Data Engineer - Quant Trading
About Deeter Investments
Deeter Investments is a founder‑led proprietary trading firm built around real‑time, data‑driven decision‑making.
We prize curiosity, collaboration, and a bias for action.
After years of discretionary success, we’re launching a dedicated algorithmic division.
Role Description
As our first Data Engineer, you’ll own critical datasets end-to-end from ingestion and system architecture to reliability and access.
You'll be designing, building, and running the data backbone for our algorithmic team.
You’ll work directly with traders and researchers to turn messy external feeds into high-performance, well-structured datasets that guide decisions in research and production.
Key Responsibilities
- Architect cloud-native batch and streaming ELT for diverse sources; standardize, de-duplicate, document; define schemas and redundancy.
- Stand up core platform: storage/lakehouse, orchestration, metadata/catalog, CI/CD, IaC, observability; keep it simple and cost-aware.
- Implement data quality checks, anomaly detection; maintain survivorship-bias-free histories and handle corporate actions/entitlements.
- Expose clean data via APIs/query layers and shared libs; produce “research-ready” datasets for fast backtests and production.
- Partner with quants/DS/SWE to scope, prototype, and productionize new datasets quickly; own incident response and runbooks.
- Uphold security and access hygiene (IAM/least-privilege, secrets, audit).
Qualifications & Experience
- 5+ years building and operating production data pipelines/platforms (or equivalent).
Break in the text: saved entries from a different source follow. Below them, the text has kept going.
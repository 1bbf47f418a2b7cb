//! Register window abstraction
//!
//! One seam over the mapped hardware window and the in-memory double used
//! by tests and tooling. Offsets are register words: the AXI slave decodes
//! the low two address bits away, so word addressing matches how the
//! hardware numbers its registers (port index = word offset).

use crate::error::{MuxError, Result};
use aximux_chip::{codec, regs};
use std::fmt::Debug;

/// Word-addressed window over the mux register file.
///
/// Implementations bound-check every access; a `MuxDevice` serializes
/// read-modify-write sequences on top of this.
pub trait RegisterWindow: Debug + Send {
    /// Read the 32-bit register at `word`.
    ///
    /// # Errors
    ///
    /// Returns [`MuxError::OutOfBounds`] if `word` is beyond the window.
    fn read_u32(&self, word: usize) -> Result<u32>;

    /// Write the 32-bit register at `word`.
    ///
    /// # Errors
    ///
    /// Returns [`MuxError::OutOfBounds`] if `word` is beyond the window.
    fn write_u32(&mut self, word: usize, value: u32) -> Result<()>;

    /// Number of 32-bit words the window covers.
    fn words(&self) -> usize;
}

/// In-memory register file.
///
/// Behaves like the hardware window, including the MUXINFO word, so the
/// whole attach and attribute path runs without a device.
#[derive(Debug, Clone)]
pub struct MemWindow {
    words: Vec<u32>,
}

impl MemWindow {
    /// Window whose MUXINFO reports `signal_count` ports with at most
    /// `alt_signal_limit` alternates each.
    #[must_use]
    pub fn with_capability(alt_signal_limit: u32, signal_count: u32) -> Self {
        let mut words = vec![0u32; regs::MUXINFO + 1];
        words[regs::MUXINFO] = codec::encode_capability(alt_signal_limit, signal_count);
        Self { words }
    }

    /// Window with a raw MUXINFO word, for exercising clamp paths.
    #[must_use]
    pub fn with_raw_muxinfo(muxinfo: u32) -> Self {
        let mut words = vec![0u32; regs::MUXINFO + 1];
        words[regs::MUXINFO] = muxinfo;
        Self { words }
    }
}

impl RegisterWindow for MemWindow {
    fn read_u32(&self, word: usize) -> Result<u32> {
        self.words
            .get(word)
            .copied()
            .ok_or(MuxError::OutOfBounds {
                word,
                words: self.words.len(),
            })
    }

    fn write_u32(&mut self, word: usize, value: u32) -> Result<()> {
        let words = self.words.len();
        match self.words.get_mut(word) {
            Some(slot) => {
                *slot = value;
                Ok(())
            }
            None => Err(MuxError::OutOfBounds { word, words }),
        }
    }

    fn words(&self) -> usize {
        self.words.len()
    }
}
- Strong Python and SQL; ideally familiarity with distributed, time-series, or NoSQL databases.
- Comfortable on at least one major cloud (AWS/GCP/Azure).
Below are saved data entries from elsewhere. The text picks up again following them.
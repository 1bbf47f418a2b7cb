//! Mux device instance
//!
//! Attach orchestration and the per-port attribute surface. An attach is a
//! single pass: probe capability, reconcile the configured ports against
//! it, build the port table and schemas, apply initial sources, then
//! publish through the registry. Any failure before publication leaves no
//! visible state behind.

use crate::attrs::{AttrAccess, AttrKey};
use crate::capability::MuxCapability;
use crate::config::MuxConfig;
use crate::error::{MuxError, Result};
use crate::port::Port;
use crate::registry::MuxRegistry;
use crate::window::RegisterWindow;
use aximux_chip::codec::{self, Direction, DirectionMode};
use aximux_chip::regs;
use parking_lot::Mutex;
use std::sync::Arc;
use tracing::{debug, info, warn};

/// One attached mux instance.
///
/// Owns the register window and the port table exclusively. The window
/// sits behind a mutex because every source or direction update is a
/// read-modify-write on a shared register; the lock scope is this
/// instance, never global.
#[derive(Debug)]
pub struct MuxDevice {
    window: Mutex<Box<dyn RegisterWindow>>,
    capability: MuxCapability,
    ports: Vec<Port>,
    instance_number: u32,
}

impl MuxDevice {
    /// Attach a mux instance.
    ///
    /// Probes the capability register, reconciles the configured port list
    /// against the hardware-reported count (the smaller side wins), builds
    /// the ports and their schemas, applies configured initial sources,
    /// and publishes the instance under a fresh number.
    ///
    /// Atomic: on any error the registry is untouched and nothing is
    /// visible to readers.
    ///
    /// # Errors
    ///
    /// [`MuxError::Config`] for inconsistent port configuration,
    /// [`MuxError::Capacity`] when the registry is full, and window errors
    /// if the mapped region cannot hold the registers it must.
    pub fn attach(
        mut window: Box<dyn RegisterWindow>,
        config: &MuxConfig,
        registry: &MuxRegistry,
    ) -> Result<Arc<Self>> {
        let probed = MuxCapability::probe(window.as_ref())?;

        let configured = config.port_count();
        let reported = probed.signal_count as usize;
        let port_count = if configured > reported {
            warn!(
                "hardware reports {reported} signals, config requests {configured}; \
                 extra config entries dropped"
            );
            reported
        } else {
            configured
        };

        info!("mux with {port_count} ports");

        // The instance's signal count is the reconciled value.
        #[allow(clippy::cast_possible_truncation)]
        let capability = MuxCapability {
            signal_count: port_count as u32,
            ..probed
        };

        let mut ports = Vec::with_capacity(port_count);
        for (index, port_cfg) in config.ports.iter().take(port_count).enumerate() {
            let port = Port::from_config(index, port_cfg, capability.alt_signal_limit)?;

            if let Some(source) = port.initial_source() {
                let reg = window.read_u32(index)?;
                window.write_u32(index, codec::encode_source(reg, source))?;
                debug!("port {index} ({}): initial source {source}", port.name());
            }

            debug!(
                "port {index} ({}): {} attributes",
                port.name(),
                port.schema().len()
            );
            ports.push(port);
        }

        let device = registry.attach(move |instance_number| {
            info!("initialized {}{instance_number} with {port_count} ports", regs::DEVICE_NAME);
            Self {
                window: Mutex::new(window),
                capability,
                ports,
                instance_number,
            }
        })?;

        Ok(device)
    }

    /// Detach this instance, releasing its registry slot.
    ///
    /// Never fails. The register window unmaps once the last reference
    /// drops; the registry only ever held a weak one.
    pub fn detach(self: Arc<Self>, registry: &MuxRegistry) {
        registry.detach(self.instance_number);
        info!("{} removed", self.name());
    }

    /// External instance name, `aximux<N>`.
    #[must_use]
    pub fn name(&self) -> String {
        format!("{}{}", regs::DEVICE_NAME, self.instance_number)
    }

    /// Registry-assigned instance number, stable until detach.
    #[must_use]
    pub const fn instance_number(&self) -> u32 {
        self.instance_number
    }

    /// Reconciled capability of this instance.
    #[must_use]
    pub const fn capability(&self) -> MuxCapability {
        self.capability
    }

    /// The port table, in index order.
    #[must_use]
    pub fn ports(&self) -> &[Port] {
        &self.ports
    }

    /// Port by index.
    ///
    /// # Errors
    ///
    /// Returns [`MuxError::InvalidPort`] for indices beyond the table.
    pub fn port(&self, index: usize) -> Result<&Port> {
        self.ports.get(index).ok_or(MuxError::InvalidPort {
            index,
            count: self.ports.len(),
        })
    }

    // ── Register-level operations ────────────────────────────────────────────

    /// Currently selected source of a port.
    ///
    /// # Errors
    ///
    /// Returns [`MuxError::Validation`] if the hardware selector reads
    /// outside the port's configured alternates; such a value is surfaced
    /// as an inconsistency, never as data.
    pub fn selected_source(&self, port: usize) -> Result<u32> {
        let port = self.port(port)?;
        let reg = self.window.lock().read_u32(port.index())?;
        let value = codec::decode_source(reg);

        if value as usize >= port.alternate_count() {
            return Err(MuxError::Validation {
                port: port.index(),
                value,
                alternate_count: port.alternate_count(),
            });
        }
        Ok(value)
    }

    /// Route a port to one of its alternates.
    ///
    /// # Errors
    ///
    /// Returns [`MuxError::Range`] for `source >= alternate_count`; the
    /// register is left unchanged.
    pub fn set_source(&self, port: usize, source: u32) -> Result<()> {
        let port = self.port(port)?;

        if source as usize >= port.alternate_count() {
            return Err(MuxError::Range {
                port: port.index(),
                value: source,
                alternate_count: port.alternate_count(),
            });
        }

        // Lock spans the whole read-modify-write.
        let mut window = self.window.lock();
        let reg = window.read_u32(port.index())?;
        window.write_u32(port.index(), codec::encode_source(reg, source))
    }

    /// Direction-control mode of a port.
    ///
    /// # Errors
    ///
    /// Window errors only.
    pub fn direction_mode(&self, port: usize) -> Result<DirectionMode> {
        let port = self.port(port)?;
        let reg = self.window.lock().read_u32(port.index())?;
        Ok(codec::decode_direction_mode(reg))
    }

    /// Set the direction-control mode of a port.
    ///
    /// Applies the requested mode exactly. The textual surface enforces
    /// the schema's access mode; this call does not.
    ///
    /// # Errors
    ///
    /// Window errors only.
    pub fn set_direction_mode(&self, port: usize, mode: DirectionMode) -> Result<()> {
        let port = self.port(port)?;
        let mut window = self.window.lock();
        let reg = window.read_u32(port.index())?;
        window.write_u32(port.index(), codec::encode_direction_mode(reg, mode))
    }

    /// Software direction value of a port.
    ///
    /// # Errors
    ///
    /// Window errors only.
    pub fn direction(&self, port: usize) -> Result<Direction> {
        let port = self.port(port)?;
        let reg = self.window.lock().read_u32(port.index())?;
        Ok(codec::decode_direction(reg))
    }

    /// Set the software direction value of a port.
    ///
    /// The textual surface enforces the schema's access mode; this call
    /// does not.
    ///
    /// # Errors
    ///
    /// Window errors only.
    pub fn set_direction(&self, port: usize, direction: Direction) -> Result<()> {
        let port = self.port(port)?;
        let mut window = self.window.lock();
        let reg = window.read_u32(port.index())?;
        window.write_u32(port.index(), codec::encode_direction(reg, direction))
    }

    // ── Textual attribute surface ────────────────────────────────────────────

    /// Read one attribute, rendered as the external surface shows it
    /// (trailing newline included).
    ///
    /// # Errors
    ///
    /// [`MuxError::NoSuchAttribute`] if the port's schema omits the key;
    /// [`MuxError::Validation`] for an inconsistent hardware selector.
    pub fn read_attr(&self, port_index: usize, key: AttrKey) -> Result<String> {
        let port = self.port(port_index)?;

        if port.schema().get(key).is_none() {
            return Err(MuxError::NoSuchAttribute {
                port: port_index,
                key: key.as_str().to_string(),
            });
        }

        match key {
            AttrKey::Name => Ok(format!("{}\n", port.name())),
            AttrKey::Alternates => {
                let mut out = port.alternate_names().join("\n");
                out.push('\n');
                Ok(out)
            }
            AttrKey::Source => Ok(format!("{}\n", self.selected_source(port_index)?)),
            AttrKey::DirectionControl => Ok(match self.direction_mode(port_index)? {
                DirectionMode::Hardware => "HW\n".to_string(),
                DirectionMode::Software => "SW\n".to_string(),
            }),
            AttrKey::Direction => Ok(match self.direction(port_index)? {
                Direction::Out => "OUT\n".to_string(),
                Direction::In => "IN\n".to_string(),
            }),
        }
    }

    /// Write one attribute through the textual surface.
    ///
    /// Input is trimmed and parsed; the schema's access mode is enforced
    /// here. Errors are local to this operation and never disturb the
    /// register.
    ///
    /// # Errors
    ///
    /// [`MuxError::NoSuchAttribute`], [`MuxError::ReadOnlyAttribute`],
    /// [`MuxError::InvalidWrite`] for unparseable payloads, and
    /// [`MuxError::Range`] for out-of-range sources.
    pub fn write_attr(&self, port_index: usize, key: AttrKey, input: &str) -> Result<()> {
        let port = self.port(port_index)?;

        let descriptor = port.schema().get(key).ok_or_else(|| MuxError::NoSuchAttribute {
            port: port_index,
            key: key.as_str().to_string(),
        })?;

        if descriptor.access == AttrAccess::ReadOnly {
            return Err(MuxError::ReadOnlyAttribute {
                port: port_index,
                key: key.as_str().to_string(),
            });
        }

        let input = input.trim();
        match key {
            AttrKey::Source => {
                let source: u32 = input.parse().map_err(|_| {
                    MuxError::invalid_write(key.as_str(), format!("'{input}' is not a source index"))
                })?;
                self.set_source(port_index, source)
            }
            AttrKey::DirectionControl => {
                let mode = match input.to_ascii_uppercase().as_str() {
                    "HW" => DirectionMode::Hardware,
                    "SW" => DirectionMode::Software,
                    _ => {
                        return Err(MuxError::invalid_write(
                            key.as_str(),
                            format!("'{input}' is neither HW nor SW"),
                        ))
                    }
                };
                self.set_direction_mode(port_index, mode)
            }
            AttrKey::Direction => {
                let direction = match input.to_ascii_uppercase().as_str() {
                    "IN" => Direction::In,
                    "OUT" => Direction::Out,
                    _ => {
                        return Err(MuxError::invalid_write(
                            key.as_str(),
                            format!("'{input}' is neither IN nor OUT"),
                        ))
                    }
                };
                self.set_direction(port_index, direction)
            }
            // Always read-only; the access guard above already rejected them.
            AttrKey::Name | AttrKey::Alternates => Err(MuxError::ReadOnlyAttribute {
                port: port_index,
                key: key.as_str().to_string(),
            }),
        }
    }
}

#[cfg(test)]
mod tests {
    use super::*;
    use crate::window::MemWindow;

    fn test_config() -> MuxConfig {
        MuxConfig::from_toml_str(
            r#"
            [[port]]
            name = "uart_rx"
            alternate_names = ["pin3", "pin7", "pin9"]
            direction_control = ["hw_control", "sw_control"]

            [[port]]
            name = "uart_tx"
            alternate_names = ["pin4", "pin8"]
            direction_control = ["hw_control"]
            "#,
        )
        .expect("config")
    }

    fn attach_test_device(registry: &MuxRegistry) -> Arc<MuxDevice> {
        MuxDevice::attach(
            Box::new(MemWindow::with_capability(4, 2)),
            &test_config(),
            registry,
        )
        .expect("attach")
    }

    #[test]
    fn port_table_matches_reconciled_capability() {
        let registry = MuxRegistry::new();
        let device = attach_test_device(&registry);
        assert_eq!(device.ports().len(), device.capability().signal_count as usize);
        assert_eq!(device.name(), "aximux0");
    }

    #[test]
    fn set_source_preserves_direction_bits() {
        let registry = MuxRegistry::new();
        let device = attach_test_device(&registry);

        device
            .set_direction_mode(0, DirectionMode::Hardware)
            .expect("mode");
        device.set_source(0, 2).expect("source");

        assert_eq!(device.selected_source(0).expect("read"), 2);
        assert_eq!(device.direction_mode(0).expect("mode"), DirectionMode::Hardware);
    }

    #[test]
    fn set_source_rejects_out_of_range() {
        let registry = MuxRegistry::new();
        let device = attach_test_device(&registry);

        // Port 1 declares two alternates: 2 is one past the end.
        let err = device.set_source(1, 2).unwrap_err();
        assert!(matches!(err, MuxError::Range { value: 2, .. }));
        assert_eq!(device.selected_source(1).expect("read"), 0);
    }

    #[test]
    fn invalid_port_index_rejected() {
        let registry = MuxRegistry::new();
        let device = attach_test_device(&registry);
        assert!(matches!(
            device.selected_source(5),
            Err(MuxError::InvalidPort { index: 5, .. })
        ));
    }

    #[test]
    fn direction_ops_roundtrip() {
        let registry = MuxRegistry::new();
        let device = attach_test_device(&registry);

        device.set_direction(0, Direction::Out).expect("set");
        assert_eq!(device.direction(0).expect("get"), Direction::Out);

        device.set_direction(0, Direction::In).expect("set");
        assert_eq!(device.direction(0).expect("get"), Direction::In);
    }
}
- Docker and Terraform (or similar).
- Orchestration (e.g. Airflow/Prefect/Dagster), distributed/batch compute (e.g. Spark/Dask/Beam), warehouses/lakes, columnar formats (e.g. Parquet/Delta/Iceberg).
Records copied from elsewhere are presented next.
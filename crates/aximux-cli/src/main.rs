//! `aximux` — command-line control for AXI mux devices.
//!
//! ```text
//! USAGE:
//!   aximux enumerate                              List mux UIO nodes
//!   aximux info <device> -c <ports.toml>          Capability and port table
//!   aximux get <device> <port> [attr] -c <file>   Read port attributes
//!   aximux set <device> <port> <attr> <value> -c <file>
//!                                                 Write one port attribute
//! ```

use anyhow::Result;
use aximux_driver::{
    AttrAccess, AttrKey, Direction, DirectionMode, MuxConfig, MuxDevice, MuxRegistry, UioWindow,
};
use clap::{Parser, Subcommand};
use std::path::{Path, PathBuf};
use std::sync::Arc;
use tracing_subscriber::EnvFilter;

#[derive(Parser)]
#[command(name = "aximux", about = "AXI mux control CLI", version)]
struct Cli {
    #[command(subcommand)]
    command: Cmd,
}

#[derive(Subcommand)]
enum Cmd {
    /// List all mux devices visible through UIO.
    Enumerate,
    /// Show capability and port table of one mux.
    Info {
        /// UIO index (e.g. 0) or device path (e.g. /dev/uio0).
        device: String,
        /// Port configuration file (TOML).
        #[arg(short, long)]
        config: PathBuf,
    },
    /// Read attributes of one port.
    Get {
        /// UIO index (e.g. 0) or device path (e.g. /dev/uio0).
        device: String,
        /// Port index.
        port: usize,
        /// Attribute name; omitted reads every exposed attribute.
        attr: Option<String>,
        /// Port configuration file (TOML).
        #[arg(short, long)]
        config: PathBuf,
    },
    /// Write one attribute of one port.
    Set {
        /// UIO index (e.g. 0) or device path (e.g. /dev/uio0).
        device: String,
        /// Port index.
        port: usize,
        /// Attribute name (source, direction_control, direction).
        attr: String,
        /// Value to write.
        value: String,
        /// Port configuration file (TOML).
        #[arg(short, long)]
        config: PathBuf,
    },
}

fn main() -> Result<()> {
    tracing_subscriber::fmt()
        .with_env_filter(
            EnvFilter::try_from_default_env().unwrap_or_else(|_| "warn".into()),
        )
        .init();

    let cli = Cli::parse();

    match cli.command {
        Cmd::Enumerate => cmd_enumerate()?,
        Cmd::Info { device, config } => cmd_info(&device, &config)?,
        Cmd::Get {
            device,
            port,
            attr,
            config,
        } => cmd_get(&device, &config, port, attr.as_deref())?,
        Cmd::Set {
            device,
            port,
            attr,
            value,
            config,
        } => cmd_set(&device, &config, port, &attr, &value)?,
    }

    Ok(())
}

fn cmd_enumerate() -> Result<()> {
    let nodes = aximux_driver::enumerate()?;

    println!("Mux UIO nodes: {}", nodes.len());
    println!();

    for (index, node) in nodes.iter().enumerate() {
        println!(
            "[{index}] {}  {}  ({})",
            node.uio_name,
            node.path.display(),
            node.device_name
        );
    }

    Ok(())
}

fn cmd_info(device: &str, config: &Path) -> Result<()> {
    let (registry, mux) = attach(device, config)?;
    let cap = mux.capability();

    println!("Instance     : {}", mux.name());
    println!("Ports        : {}", mux.ports().len());
    println!("Alt limit    : {} per port", cap.alt_signal_limit);
    println!();

    for port in mux.ports() {
        let selected = match mux.selected_source(port.index()) {
            Ok(value) => {
                let name = port
                    .alternate_names()
                    .get(value as usize)
                    .map_or("?", String::as_str);
                format!("{value} ({name})")
            }
            Err(e) => format!("invalid ({e})"),
        };
        let mode = match mux.direction_mode(port.index())? {
            DirectionMode::Hardware => "HW",
            DirectionMode::Software => "SW",
        };

        let mut line = format!(
            "[{}] {:<16} mode={mode}  source={selected}",
            port.index(),
            port.name()
        );
        if port.schema().get(AttrKey::Direction).is_some() {
            let dir = match mux.direction(port.index())? {
                Direction::Out => "OUT",
                Direction::In => "IN",
            };
            line.push_str(&format!("  dir={dir}"));
        }
        println!("{line}");
        println!("     alternates: {}", port.alternate_names().join(", "));
    }

    mux.detach(&registry);
    Ok(())
}

fn cmd_get(device: &str, config: &Path, port: usize, attr: Option<&str>) -> Result<()> {
    let (registry, mux) = attach(device, config)?;

    match attr {
        Some(name) => {
            let key = parse_attr(name)?;
            print!("{}", mux.read_attr(port, key)?);
        }
        None => {
            for descriptor in mux.port(port)?.schema().entries() {
                let access = match descriptor.access {
                    AttrAccess::ReadWrite => "rw",
                    AttrAccess::ReadOnly => "ro",
                };
                let rendered = match mux.read_attr(port, descriptor.key) {
                    Ok(value) => value.trim_end().replace('\n', ", "),
                    Err(e) => format!("<{e}>"),
                };
                println!("{:<18} [{access}] {rendered}", descriptor.key.as_str());
            }
        }
    }

    mux.detach(&registry);
    Ok(())
}

fn cmd_set(device: &str, config: &Path, port: usize, attr: &str, value: &str) -> Result<()> {
    let (registry, mux) = attach(device, config)?;
    let key = parse_attr(attr)?;

    mux.write_attr(port, key, value)?;
    let now = mux.read_attr(port, key)?;
    println!("{}: port {port} {key} = {}", mux.name(), now.trim_end());

    mux.detach(&registry);
    Ok(())
}

/// Attach over a UIO window named by index or device path.
fn attach(device: &str, config: &Path) -> Result<(MuxRegistry, Arc<MuxDevice>)> {
    let registry = MuxRegistry::new();
    let cfg = MuxConfig::from_path(config)?;
    let window = open_window(device)?;
    let mux = MuxDevice::attach(Box::new(window), &cfg, &registry)?;
    Ok((registry, mux))
}

fn open_window(device: &str) -> Result<UioWindow> {
    // Accept enumeration index or device path
    if let Ok(index) = device.parse::<usize>() {
        let nodes = aximux_driver::enumerate()?;
        let node = nodes.get(index).ok_or_else(|| {
            anyhow::anyhow!("No mux UIO node with index {index} ({} found)", nodes.len())
        })?;
        Ok(node.open()?)
    } else {
        Ok(UioWindow::open(device)?)
    }
}

fn parse_attr(name: &str) -> Result<AttrKey> {
    AttrKey::from_name(name).ok_or_else(|| {
        anyhow::anyhow!(
            "Unknown attribute '{name}' (valid: name, alternates, source, direction_control, direction)"
        )
    })
}
//! Per-port attribute schema
//!
//! Which endpoints a port exposes, and whether they accept writes, depends
//! on its direction-control flags. The schema is data: a small descriptor
//! set computed once at attach and fixed for the port's lifetime. Accessors
//! address attributes by `(port index, key)`; nothing dispatches on layout.
//!
//! | Attribute | Exposure |
//! |---|---|
//! | `name` | always, read-only |
//! | `alternates` | always, read-only |
//! | `source` | always, read-write |
//! | `direction_control` | always; read-write only with both hardware and software control |
//! | `direction` | only with software control, read-write |

use crate::error::{MuxError, Result};
use crate::port::DirectionFlags;

/// Attribute endpoints a port can expose.
#[derive(Debug, Clone, Copy, PartialEq, Eq, Hash)]
pub enum AttrKey {
    /// Signal name.
    Name,
    /// Newline-joined alternate source names.
    Alternates,
    /// Selected source index, decimal.
    Source,
    /// Direction-control mode, `HW` or `SW`.
    DirectionControl,
    /// Software direction value, `IN` or `OUT`.
    Direction,
}

impl AttrKey {
    /// External name of the attribute.
    #[must_use]
    pub const fn as_str(self) -> &'static str {
        match self {
            Self::Name => "name",
            Self::Alternates => "alternates",
            Self::Source => "source",
            Self::DirectionControl => "direction_control",
            Self::Direction => "direction",
        }
    }

    /// Look up a key by its external name.
    #[must_use]
    pub fn from_name(name: &str) -> Option<Self> {
        match name {
            "name" => Some(Self::Name),
            "alternates" => Some(Self::Alternates),
            "source" => Some(Self::Source),
            "direction_control" => Some(Self::DirectionControl),
            "direction" => Some(Self::Direction),
            _ => None,
        }
    }
}

impl std::fmt::Display for AttrKey {
    fn fmt(&self, f: &mut std::fmt::Formatter<'_>) -> std::fmt::Result {
        f.write_str(self.as_str())
    }
}

/// Access mode of an exposed attribute.
#[derive(Debug, Clone, Copy, PartialEq, Eq)]
pub enum AttrAccess {
    /// Reads only; writes are rejected.
    ReadOnly,
    /// Reads and writes.
    ReadWrite,
}

/// One exposed attribute of a port.
#[derive(Debug, Clone, Copy, PartialEq, Eq)]
pub struct AttrDescriptor {
    /// Attribute key.
    pub key: AttrKey,
    /// Access mode the schema grants.
    pub access: AttrAccess,
}

/// The fixed attribute set of one port.
#[derive(Debug, Clone)]
pub struct PortSchema {
    entries: Vec<AttrDescriptor>,
}

impl PortSchema {
    /// Derive the schema from a port's direction flags.
    ///
    /// # Errors
    ///
    /// Returns [`MuxError::Config`] when neither `HAS_HW_CONTROL` nor
    /// `HAS_SW_CONTROL` is set: such a port has no reachable direction
    /// control and the configuration is rejected rather than exposed with
    /// dead endpoints.
    pub fn build(flags: DirectionFlags) -> Result<Self> {
        let has_hw = flags.contains(DirectionFlags::HAS_HW_CONTROL);
        let has_sw = flags.contains(DirectionFlags::HAS_SW_CONTROL);

        if !has_hw && !has_sw {
            return Err(MuxError::config(
                "neither hardware nor software direction control",
            ));
        }

        let mode_access = if has_hw && has_sw {
            AttrAccess::ReadWrite
        } else {
            AttrAccess::ReadOnly
        };

        let mut entries = vec![
            AttrDescriptor {
                key: AttrKey::Name,
                access: AttrAccess::ReadOnly,
            },
            AttrDescriptor {
                key: AttrKey::Alternates,
                access: AttrAccess::ReadOnly,
            },
            AttrDescriptor {
                key: AttrKey::Source,
                access: AttrAccess::ReadWrite,
            },
            AttrDescriptor {
                key: AttrKey::DirectionControl,
                access: mode_access,
            },
        ];

        if has_sw {
            entries.push(AttrDescriptor {
                key: AttrKey::Direction,
                access: AttrAccess::ReadWrite,
            });
        }

        Ok(Self { entries })
    }

    /// Exposed attributes, stable order.
    #[must_use]
    pub fn entries(&self) -> &[AttrDescriptor] {
        &self.entries
    }

    /// Descriptor for `key`, if the schema exposes it.
    #[must_use]
    pub fn get(&self, key: AttrKey) -> Option<AttrDescriptor> {
        self.entries.iter().copied().find(|d| d.key == key)
    }

    /// Number of exposed attributes (4 or 5).
    #[must_use]
    pub fn len(&self) -> usize {
        self.entries.len()
    }

    /// True if no attributes are exposed. Never the case for a built schema.
    #[must_use]
    pub fn is_empty(&self) -> bool {
        self.entries.is_empty()
    }
}

#[cfg(test)]
mod tests {
    use super::*;

    #[test]
    fn hardware_only_port() {
        let schema = PortSchema::build(DirectionFlags::HAS_HW_CONTROL).expect("schema");
        assert_eq!(schema.len(), 4);
        assert_eq!(
            schema.get(AttrKey::DirectionControl).map(|d| d.access),
            Some(AttrAccess::ReadOnly)
        );
        assert!(schema.get(AttrKey::Direction).is_none());
    }

    #[test]
    fn software_only_port() {
        let schema = PortSchema::build(DirectionFlags::HAS_SW_CONTROL).expect("schema");
        assert_eq!(schema.len(), 5);
        assert_eq!(
            schema.get(AttrKey::DirectionControl).map(|d| d.access),
            Some(AttrAccess::ReadOnly)
        );
        assert_eq!(
            schema.get(AttrKey::Direction).map(|d| d.access),
            Some(AttrAccess::ReadWrite)
        );
    }

    #[test]
    fn dual_control_port() {
        let schema =
            PortSchema::build(DirectionFlags::HAS_HW_CONTROL | DirectionFlags::HAS_SW_CONTROL)
                .expect("schema");
        assert_eq!(schema.len(), 5);
        assert_eq!(
            schema.get(AttrKey::DirectionControl).map(|d| d.access),
            Some(AttrAccess::ReadWrite)
        );
        assert_eq!(
            schema.get(AttrKey::Direction).map(|d| d.access),
            Some(AttrAccess::ReadWrite)
        );
    }

    #[test]
    fn no_control_rejected() {
        assert!(matches!(
            PortSchema::build(DirectionFlags::empty()),
            Err(MuxError::Config { .. })
        ));
        // Auxiliary flags alone do not make direction control reachable.
        assert!(matches!(
            PortSchema::build(DirectionFlags::SW_DIRECTION | DirectionFlags::HWSW_TOGGLE),
            Err(MuxError::Config { .. })
        ));
    }

    #[test]
    fn auxiliary_flags_do_not_change_schema() {
        let bare = PortSchema::build(DirectionFlags::HAS_HW_CONTROL).expect("schema");
        let decorated = PortSchema::build(
            DirectionFlags::HAS_HW_CONTROL
                | DirectionFlags::SW_DIRECTION
                | DirectionFlags::HWSW_TOGGLE,
        )
        .expect("schema");
        assert_eq!(bare.entries(), decorated.entries());
    }

    #[test]
    fn base_attributes_always_present() {
        for flags in [
            DirectionFlags::HAS_HW_CONTROL,
            DirectionFlags::HAS_SW_CONTROL,
            DirectionFlags::HAS_HW_CONTROL | DirectionFlags::HAS_SW_CONTROL,
        ] {
            let schema = PortSchema::build(flags).expect("schema");
            assert_eq!(
                schema.get(AttrKey::Name).map(|d| d.access),
                Some(AttrAccess::ReadOnly)
            );
            assert_eq!(
                schema.get(AttrKey::Alternates).map(|d| d.access),
                Some(AttrAccess::ReadOnly)
            );
            assert_eq!(
                schema.get(AttrKey::Source).map(|d| d.access),
                Some(AttrAccess::ReadWrite)
            );
        }
    }

    #[test]
    fn key_names_roundtrip() {
        for key in [
            AttrKey::Name,
            AttrKey::Alternates,
            AttrKey::Source,
            AttrKey::DirectionControl,
            AttrKey::Direction,
        ] {
            assert_eq!(AttrKey::from_name(key.as_str()), Some(key));
        }
        assert_eq!(AttrKey::from_name("short_select"), None);
    }
}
- Monitoring/observability (logs/metrics/traces) and cost management.
- Proven delivery for quantitative users or ML/DS teams; clear thinking, clean design, pragmatic trade-offs.
Nice to Have
- Financial/time-series data (corporate actions, vendor entitlements/licensing), alternative data ingestion.
- Multimodal ETL (NLP/embeddings, transcription, basic image/video processing).
- Dataset/version control and reproducibility (e.g., LakeFS/DVC) and research workflow tooling.
Location: Remote
Language: English required
Employment: Full-time